### Task statement
Please filter the listing below and copy out the lines that hold "types".

:::

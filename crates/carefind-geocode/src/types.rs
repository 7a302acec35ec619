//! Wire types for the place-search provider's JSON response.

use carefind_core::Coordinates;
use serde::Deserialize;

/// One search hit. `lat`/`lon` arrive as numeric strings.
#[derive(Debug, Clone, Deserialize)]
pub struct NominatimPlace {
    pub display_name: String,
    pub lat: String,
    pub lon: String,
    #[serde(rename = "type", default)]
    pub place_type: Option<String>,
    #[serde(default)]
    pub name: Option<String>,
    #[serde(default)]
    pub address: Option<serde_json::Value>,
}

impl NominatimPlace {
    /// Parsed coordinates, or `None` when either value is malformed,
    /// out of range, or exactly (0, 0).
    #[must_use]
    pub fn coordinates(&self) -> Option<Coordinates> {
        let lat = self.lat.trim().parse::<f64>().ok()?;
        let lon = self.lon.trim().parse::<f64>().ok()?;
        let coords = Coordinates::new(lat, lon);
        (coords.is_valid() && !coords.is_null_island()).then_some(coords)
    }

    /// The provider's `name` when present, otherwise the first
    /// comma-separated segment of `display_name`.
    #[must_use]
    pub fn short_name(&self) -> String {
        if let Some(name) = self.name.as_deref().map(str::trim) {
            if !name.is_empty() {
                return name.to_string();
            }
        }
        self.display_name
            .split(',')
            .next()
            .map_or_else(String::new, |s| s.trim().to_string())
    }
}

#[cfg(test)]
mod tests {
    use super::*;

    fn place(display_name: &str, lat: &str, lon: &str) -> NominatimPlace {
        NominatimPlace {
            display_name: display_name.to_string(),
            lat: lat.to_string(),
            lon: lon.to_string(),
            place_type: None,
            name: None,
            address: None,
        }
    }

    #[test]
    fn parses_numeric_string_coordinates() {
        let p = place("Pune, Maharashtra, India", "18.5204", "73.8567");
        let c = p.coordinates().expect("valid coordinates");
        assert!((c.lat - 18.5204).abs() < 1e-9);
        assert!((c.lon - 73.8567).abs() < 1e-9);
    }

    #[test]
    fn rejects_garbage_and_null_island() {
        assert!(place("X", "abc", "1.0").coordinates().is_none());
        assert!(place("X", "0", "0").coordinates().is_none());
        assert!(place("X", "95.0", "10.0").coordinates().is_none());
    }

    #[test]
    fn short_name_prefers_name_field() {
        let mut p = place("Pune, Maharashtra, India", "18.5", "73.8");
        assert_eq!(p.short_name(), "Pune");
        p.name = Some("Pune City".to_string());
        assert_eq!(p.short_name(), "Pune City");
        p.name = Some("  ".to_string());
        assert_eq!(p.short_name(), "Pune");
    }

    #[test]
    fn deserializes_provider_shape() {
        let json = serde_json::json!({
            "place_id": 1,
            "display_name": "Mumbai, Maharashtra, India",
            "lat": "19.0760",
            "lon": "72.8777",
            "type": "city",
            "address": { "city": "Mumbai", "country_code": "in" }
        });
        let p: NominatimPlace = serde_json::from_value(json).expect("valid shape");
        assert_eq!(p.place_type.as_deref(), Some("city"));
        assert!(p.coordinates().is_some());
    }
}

:::

### Written solution
filename crates/carefind-geocode/src/types.rs
//! Wire types for the place-search provider's JSON response.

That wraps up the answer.